§ **TASK ITEM**
Keep only the lines from the start of the data through the line containing "#[derive(Subcommand, Debug, PartialEq, Eq)]", and output them exactly.

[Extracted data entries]

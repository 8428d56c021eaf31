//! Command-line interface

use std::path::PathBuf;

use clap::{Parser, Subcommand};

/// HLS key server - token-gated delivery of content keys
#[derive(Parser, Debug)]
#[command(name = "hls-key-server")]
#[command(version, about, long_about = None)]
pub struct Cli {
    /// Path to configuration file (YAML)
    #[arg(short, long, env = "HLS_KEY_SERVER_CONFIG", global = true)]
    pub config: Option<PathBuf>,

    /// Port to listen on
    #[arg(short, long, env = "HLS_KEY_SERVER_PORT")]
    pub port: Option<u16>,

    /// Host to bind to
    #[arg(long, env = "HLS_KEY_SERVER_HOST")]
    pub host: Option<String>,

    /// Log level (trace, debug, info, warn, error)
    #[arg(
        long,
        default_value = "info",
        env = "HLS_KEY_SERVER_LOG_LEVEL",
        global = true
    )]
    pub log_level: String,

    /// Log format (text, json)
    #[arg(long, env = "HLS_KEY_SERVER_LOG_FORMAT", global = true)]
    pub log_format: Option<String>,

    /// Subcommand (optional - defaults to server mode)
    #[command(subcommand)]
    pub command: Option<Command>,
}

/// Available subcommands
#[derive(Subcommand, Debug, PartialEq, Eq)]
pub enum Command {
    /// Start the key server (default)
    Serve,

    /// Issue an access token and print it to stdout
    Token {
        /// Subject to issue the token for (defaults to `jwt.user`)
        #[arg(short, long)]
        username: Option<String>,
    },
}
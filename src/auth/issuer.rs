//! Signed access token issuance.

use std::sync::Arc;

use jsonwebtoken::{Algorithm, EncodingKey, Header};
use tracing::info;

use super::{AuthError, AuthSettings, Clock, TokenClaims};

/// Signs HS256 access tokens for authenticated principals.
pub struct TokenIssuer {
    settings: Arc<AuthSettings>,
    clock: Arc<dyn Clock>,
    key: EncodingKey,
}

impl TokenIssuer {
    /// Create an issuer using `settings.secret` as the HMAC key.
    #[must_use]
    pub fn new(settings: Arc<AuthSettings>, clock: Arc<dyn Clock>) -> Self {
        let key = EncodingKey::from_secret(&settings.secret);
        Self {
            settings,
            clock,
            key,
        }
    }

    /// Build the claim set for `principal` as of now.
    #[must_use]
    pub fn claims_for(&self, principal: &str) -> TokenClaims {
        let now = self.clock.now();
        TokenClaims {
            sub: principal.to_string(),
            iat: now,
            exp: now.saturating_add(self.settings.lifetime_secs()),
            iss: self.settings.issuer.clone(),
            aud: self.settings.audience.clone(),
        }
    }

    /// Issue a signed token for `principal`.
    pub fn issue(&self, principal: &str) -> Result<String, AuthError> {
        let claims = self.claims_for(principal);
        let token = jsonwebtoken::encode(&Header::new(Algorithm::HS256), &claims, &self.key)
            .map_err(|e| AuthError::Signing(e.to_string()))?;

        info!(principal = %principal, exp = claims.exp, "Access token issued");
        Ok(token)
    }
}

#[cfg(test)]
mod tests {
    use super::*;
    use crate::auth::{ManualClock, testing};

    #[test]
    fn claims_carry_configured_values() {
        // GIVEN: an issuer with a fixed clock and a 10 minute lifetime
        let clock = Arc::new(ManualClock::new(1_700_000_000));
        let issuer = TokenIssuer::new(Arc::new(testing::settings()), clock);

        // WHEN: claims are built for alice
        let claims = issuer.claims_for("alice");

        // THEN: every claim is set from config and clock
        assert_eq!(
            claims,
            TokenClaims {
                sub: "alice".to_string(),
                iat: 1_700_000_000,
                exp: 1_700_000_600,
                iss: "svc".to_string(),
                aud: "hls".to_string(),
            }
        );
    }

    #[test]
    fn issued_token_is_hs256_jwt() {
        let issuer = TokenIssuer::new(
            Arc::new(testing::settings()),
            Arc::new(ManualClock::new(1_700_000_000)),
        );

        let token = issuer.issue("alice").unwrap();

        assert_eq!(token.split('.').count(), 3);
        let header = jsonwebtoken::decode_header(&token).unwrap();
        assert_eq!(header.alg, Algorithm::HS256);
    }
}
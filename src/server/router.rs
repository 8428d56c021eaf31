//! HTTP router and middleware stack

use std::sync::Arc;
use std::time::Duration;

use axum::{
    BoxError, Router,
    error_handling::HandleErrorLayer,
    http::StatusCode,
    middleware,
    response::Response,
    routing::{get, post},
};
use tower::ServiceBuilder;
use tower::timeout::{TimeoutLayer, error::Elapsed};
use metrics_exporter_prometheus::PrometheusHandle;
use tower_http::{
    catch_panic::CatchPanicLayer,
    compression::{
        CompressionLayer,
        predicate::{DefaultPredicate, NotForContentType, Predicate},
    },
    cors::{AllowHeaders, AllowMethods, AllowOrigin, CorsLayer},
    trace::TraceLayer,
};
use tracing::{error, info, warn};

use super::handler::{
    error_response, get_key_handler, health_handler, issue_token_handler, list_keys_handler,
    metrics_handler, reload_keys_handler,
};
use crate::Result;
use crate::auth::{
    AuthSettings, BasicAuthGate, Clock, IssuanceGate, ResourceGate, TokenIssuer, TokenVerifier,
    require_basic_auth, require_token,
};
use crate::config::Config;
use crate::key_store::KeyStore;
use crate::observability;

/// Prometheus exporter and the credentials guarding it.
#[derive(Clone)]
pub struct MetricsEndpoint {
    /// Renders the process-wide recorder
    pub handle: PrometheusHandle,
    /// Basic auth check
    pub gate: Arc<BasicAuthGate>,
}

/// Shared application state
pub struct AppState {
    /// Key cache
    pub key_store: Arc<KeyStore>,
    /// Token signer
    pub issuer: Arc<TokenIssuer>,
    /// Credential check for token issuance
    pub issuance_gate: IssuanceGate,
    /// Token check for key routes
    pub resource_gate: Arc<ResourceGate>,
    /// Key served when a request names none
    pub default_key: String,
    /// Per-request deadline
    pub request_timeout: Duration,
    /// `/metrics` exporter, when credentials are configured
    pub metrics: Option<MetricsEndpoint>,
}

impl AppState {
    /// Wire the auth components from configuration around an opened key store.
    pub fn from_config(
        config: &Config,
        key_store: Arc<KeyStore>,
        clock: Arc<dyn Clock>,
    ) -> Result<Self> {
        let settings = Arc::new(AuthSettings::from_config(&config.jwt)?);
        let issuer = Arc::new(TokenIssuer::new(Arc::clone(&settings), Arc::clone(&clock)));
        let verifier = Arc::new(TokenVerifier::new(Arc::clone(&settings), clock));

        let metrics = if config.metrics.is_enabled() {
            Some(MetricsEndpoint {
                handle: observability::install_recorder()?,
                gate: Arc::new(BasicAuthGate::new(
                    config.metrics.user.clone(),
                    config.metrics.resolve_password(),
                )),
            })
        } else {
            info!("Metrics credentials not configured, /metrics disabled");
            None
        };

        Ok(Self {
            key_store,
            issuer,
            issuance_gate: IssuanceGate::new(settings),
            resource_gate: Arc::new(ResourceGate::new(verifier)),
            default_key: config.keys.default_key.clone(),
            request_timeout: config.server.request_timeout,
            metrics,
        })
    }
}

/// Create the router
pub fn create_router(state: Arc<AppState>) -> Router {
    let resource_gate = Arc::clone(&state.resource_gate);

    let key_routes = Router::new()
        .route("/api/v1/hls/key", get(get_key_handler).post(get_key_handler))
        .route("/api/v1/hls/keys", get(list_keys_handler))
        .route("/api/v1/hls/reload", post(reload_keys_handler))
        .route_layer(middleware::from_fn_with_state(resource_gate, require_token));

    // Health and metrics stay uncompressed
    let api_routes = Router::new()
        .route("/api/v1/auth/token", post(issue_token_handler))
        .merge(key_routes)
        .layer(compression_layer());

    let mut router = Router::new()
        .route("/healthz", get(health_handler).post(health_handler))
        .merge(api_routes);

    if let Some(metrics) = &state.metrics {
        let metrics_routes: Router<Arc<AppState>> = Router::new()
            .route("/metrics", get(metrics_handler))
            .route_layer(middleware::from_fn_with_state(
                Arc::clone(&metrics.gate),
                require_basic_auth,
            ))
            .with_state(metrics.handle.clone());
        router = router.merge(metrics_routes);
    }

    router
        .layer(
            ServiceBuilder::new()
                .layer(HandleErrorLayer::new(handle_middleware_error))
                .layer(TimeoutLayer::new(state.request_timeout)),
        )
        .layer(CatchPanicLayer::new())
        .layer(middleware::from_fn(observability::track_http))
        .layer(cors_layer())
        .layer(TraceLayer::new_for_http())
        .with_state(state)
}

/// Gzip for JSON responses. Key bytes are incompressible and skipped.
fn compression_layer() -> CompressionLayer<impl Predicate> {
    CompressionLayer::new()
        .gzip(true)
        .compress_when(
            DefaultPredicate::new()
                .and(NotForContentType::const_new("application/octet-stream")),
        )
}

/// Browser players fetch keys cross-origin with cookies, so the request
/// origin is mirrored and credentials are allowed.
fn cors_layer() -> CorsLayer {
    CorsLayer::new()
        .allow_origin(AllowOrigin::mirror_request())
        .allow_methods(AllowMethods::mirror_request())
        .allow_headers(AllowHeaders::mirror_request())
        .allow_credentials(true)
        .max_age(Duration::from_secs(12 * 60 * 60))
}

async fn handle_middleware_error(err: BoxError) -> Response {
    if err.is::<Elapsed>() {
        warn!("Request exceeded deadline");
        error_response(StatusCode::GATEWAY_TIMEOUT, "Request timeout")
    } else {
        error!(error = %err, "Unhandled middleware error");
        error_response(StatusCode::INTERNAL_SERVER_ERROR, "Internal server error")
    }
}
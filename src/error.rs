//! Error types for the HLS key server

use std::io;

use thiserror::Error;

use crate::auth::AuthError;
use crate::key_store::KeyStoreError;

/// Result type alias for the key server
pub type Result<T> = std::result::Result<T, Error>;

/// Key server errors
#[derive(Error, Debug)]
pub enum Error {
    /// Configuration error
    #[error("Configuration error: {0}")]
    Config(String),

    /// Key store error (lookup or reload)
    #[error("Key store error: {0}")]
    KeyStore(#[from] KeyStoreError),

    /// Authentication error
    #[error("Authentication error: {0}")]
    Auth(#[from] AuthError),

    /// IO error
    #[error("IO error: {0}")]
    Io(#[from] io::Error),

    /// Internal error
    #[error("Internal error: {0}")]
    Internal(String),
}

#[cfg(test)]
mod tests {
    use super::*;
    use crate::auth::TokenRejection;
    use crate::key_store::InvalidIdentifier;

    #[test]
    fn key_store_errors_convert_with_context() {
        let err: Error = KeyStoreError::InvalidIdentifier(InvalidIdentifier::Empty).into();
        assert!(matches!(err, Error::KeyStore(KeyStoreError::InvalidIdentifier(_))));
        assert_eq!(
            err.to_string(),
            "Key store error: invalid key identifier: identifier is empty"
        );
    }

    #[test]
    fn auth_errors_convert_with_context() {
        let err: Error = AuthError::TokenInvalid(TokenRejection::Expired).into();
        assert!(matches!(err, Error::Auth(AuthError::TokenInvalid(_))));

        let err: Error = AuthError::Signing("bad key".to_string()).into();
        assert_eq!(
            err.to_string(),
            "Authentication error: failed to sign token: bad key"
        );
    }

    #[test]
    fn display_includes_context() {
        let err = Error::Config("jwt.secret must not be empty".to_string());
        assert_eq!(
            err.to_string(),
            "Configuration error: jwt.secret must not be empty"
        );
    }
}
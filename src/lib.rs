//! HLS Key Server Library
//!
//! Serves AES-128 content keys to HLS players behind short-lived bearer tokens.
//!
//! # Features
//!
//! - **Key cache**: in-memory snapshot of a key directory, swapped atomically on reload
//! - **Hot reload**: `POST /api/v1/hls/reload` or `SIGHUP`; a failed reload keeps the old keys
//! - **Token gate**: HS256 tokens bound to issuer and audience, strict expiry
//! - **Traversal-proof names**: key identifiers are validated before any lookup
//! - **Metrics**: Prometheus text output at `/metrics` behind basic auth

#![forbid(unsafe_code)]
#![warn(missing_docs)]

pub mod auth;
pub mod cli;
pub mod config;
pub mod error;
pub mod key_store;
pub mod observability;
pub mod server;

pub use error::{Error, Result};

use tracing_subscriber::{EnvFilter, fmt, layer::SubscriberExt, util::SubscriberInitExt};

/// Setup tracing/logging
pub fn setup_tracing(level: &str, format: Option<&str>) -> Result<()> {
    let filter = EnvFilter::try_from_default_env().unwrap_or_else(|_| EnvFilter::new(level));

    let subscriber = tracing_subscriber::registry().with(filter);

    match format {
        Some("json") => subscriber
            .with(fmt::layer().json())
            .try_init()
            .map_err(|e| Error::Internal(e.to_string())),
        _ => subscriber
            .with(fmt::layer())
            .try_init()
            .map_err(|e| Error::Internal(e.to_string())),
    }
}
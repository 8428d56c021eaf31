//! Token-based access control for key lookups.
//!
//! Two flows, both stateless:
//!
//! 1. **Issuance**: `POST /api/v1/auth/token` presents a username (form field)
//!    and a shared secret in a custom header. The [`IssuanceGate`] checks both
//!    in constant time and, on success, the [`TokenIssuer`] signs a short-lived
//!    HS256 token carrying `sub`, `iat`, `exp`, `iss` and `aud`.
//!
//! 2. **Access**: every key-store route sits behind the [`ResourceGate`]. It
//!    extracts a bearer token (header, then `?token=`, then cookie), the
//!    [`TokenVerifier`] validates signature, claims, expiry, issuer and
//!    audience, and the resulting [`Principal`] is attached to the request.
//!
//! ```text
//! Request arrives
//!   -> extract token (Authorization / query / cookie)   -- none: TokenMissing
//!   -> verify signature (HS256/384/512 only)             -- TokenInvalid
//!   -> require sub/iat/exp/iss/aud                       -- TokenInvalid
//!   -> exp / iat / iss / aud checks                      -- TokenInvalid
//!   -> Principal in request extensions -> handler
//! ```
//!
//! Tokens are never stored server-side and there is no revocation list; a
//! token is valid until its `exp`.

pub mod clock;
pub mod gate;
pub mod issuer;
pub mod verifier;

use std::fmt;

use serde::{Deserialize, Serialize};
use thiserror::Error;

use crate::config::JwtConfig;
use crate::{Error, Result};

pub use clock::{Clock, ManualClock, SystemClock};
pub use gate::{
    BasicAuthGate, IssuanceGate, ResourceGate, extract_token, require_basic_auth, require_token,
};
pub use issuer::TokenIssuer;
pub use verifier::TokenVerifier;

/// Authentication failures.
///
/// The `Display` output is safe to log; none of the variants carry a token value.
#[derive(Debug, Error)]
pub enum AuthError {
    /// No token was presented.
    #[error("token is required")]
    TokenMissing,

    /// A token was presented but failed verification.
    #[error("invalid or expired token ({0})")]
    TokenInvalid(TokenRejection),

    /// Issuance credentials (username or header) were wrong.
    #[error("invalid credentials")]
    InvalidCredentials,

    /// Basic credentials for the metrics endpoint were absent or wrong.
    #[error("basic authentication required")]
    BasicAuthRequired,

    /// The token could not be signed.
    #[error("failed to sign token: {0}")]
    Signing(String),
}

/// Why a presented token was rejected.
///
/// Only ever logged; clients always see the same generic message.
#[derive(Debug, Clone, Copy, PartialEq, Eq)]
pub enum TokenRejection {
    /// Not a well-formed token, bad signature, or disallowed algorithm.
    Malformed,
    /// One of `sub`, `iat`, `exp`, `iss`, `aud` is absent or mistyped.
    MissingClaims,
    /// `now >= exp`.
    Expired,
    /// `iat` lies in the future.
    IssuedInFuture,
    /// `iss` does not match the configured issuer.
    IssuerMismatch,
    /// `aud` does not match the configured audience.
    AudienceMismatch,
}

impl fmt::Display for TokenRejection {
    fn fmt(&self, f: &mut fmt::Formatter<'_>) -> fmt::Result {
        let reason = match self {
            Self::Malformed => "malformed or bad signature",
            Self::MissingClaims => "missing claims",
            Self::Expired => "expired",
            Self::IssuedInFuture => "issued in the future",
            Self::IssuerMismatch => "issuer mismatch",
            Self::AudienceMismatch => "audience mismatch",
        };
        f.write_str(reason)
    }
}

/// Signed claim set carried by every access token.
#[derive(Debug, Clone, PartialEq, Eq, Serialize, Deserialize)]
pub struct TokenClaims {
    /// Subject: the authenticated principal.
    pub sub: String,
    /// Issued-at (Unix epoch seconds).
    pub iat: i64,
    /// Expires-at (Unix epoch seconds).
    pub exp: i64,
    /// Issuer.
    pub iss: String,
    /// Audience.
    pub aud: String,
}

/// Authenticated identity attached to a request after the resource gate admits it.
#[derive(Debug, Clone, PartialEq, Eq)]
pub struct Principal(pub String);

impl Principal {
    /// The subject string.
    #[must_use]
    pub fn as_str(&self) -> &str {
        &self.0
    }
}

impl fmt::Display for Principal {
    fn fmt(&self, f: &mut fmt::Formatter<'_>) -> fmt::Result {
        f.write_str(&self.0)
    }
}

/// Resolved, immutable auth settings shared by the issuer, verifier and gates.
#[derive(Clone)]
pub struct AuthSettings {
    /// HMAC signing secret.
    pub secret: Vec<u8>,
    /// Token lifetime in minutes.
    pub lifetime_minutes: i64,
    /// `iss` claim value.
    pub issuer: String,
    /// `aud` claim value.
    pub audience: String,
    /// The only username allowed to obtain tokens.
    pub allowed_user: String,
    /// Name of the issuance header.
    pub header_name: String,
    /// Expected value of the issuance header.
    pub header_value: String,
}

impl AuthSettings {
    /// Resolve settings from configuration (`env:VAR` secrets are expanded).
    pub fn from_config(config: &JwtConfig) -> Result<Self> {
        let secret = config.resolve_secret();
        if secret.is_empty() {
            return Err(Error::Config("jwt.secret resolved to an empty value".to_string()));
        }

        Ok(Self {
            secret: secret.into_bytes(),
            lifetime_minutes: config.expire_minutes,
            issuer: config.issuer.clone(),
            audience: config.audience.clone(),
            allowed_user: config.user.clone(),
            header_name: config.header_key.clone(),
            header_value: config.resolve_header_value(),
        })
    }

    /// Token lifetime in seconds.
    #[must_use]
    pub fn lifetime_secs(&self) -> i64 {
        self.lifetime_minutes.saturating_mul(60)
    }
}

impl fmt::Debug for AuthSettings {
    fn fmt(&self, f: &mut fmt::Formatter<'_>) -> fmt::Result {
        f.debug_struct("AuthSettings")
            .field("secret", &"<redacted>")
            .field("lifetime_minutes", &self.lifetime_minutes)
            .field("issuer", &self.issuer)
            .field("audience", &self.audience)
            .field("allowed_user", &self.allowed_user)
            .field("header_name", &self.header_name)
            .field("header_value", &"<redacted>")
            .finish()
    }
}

§ **RESULT OF THIS EXERCISE**
repository 8428d56c021eaf31
//! Command-line interface

use std::path::PathBuf;

use clap::{Parser, Subcommand};

/// HLS key server - token-gated delivery of content keys
#[derive(Parser, Debug)]
#[command(name = "hls-key-server")]
#[command(version, about, long_about = None)]
pub struct Cli {
    /// Path to configuration file (YAML)
    #[arg(short, long, env = "HLS_KEY_SERVER_CONFIG", global = true)]
    pub config: Option<PathBuf>,

    /// Port to listen on
    #[arg(short, long, env = "HLS_KEY_SERVER_PORT")]
    pub port: Option<u16>,

    /// Host to bind to
    #[arg(long, env = "HLS_KEY_SERVER_HOST")]
    pub host: Option<String>,

    /// Log level (trace, debug, info, warn, error)
    #[arg(
        long,
        default_value = "info",
        env = "HLS_KEY_SERVER_LOG_LEVEL",
        global = true
    )]
    pub log_level: String,

    /// Log format (text, json)
    #[arg(long, env = "HLS_KEY_SERVER_LOG_FORMAT", global = true)]
    pub log_format: Option<String>,

    /// Subcommand (optional - defaults to server mode)
    #[command(subcommand)]
    pub command: Option<Command>,
}

/// Available subcommands
#[derive(Subcommand, Debug, PartialEq, Eq)]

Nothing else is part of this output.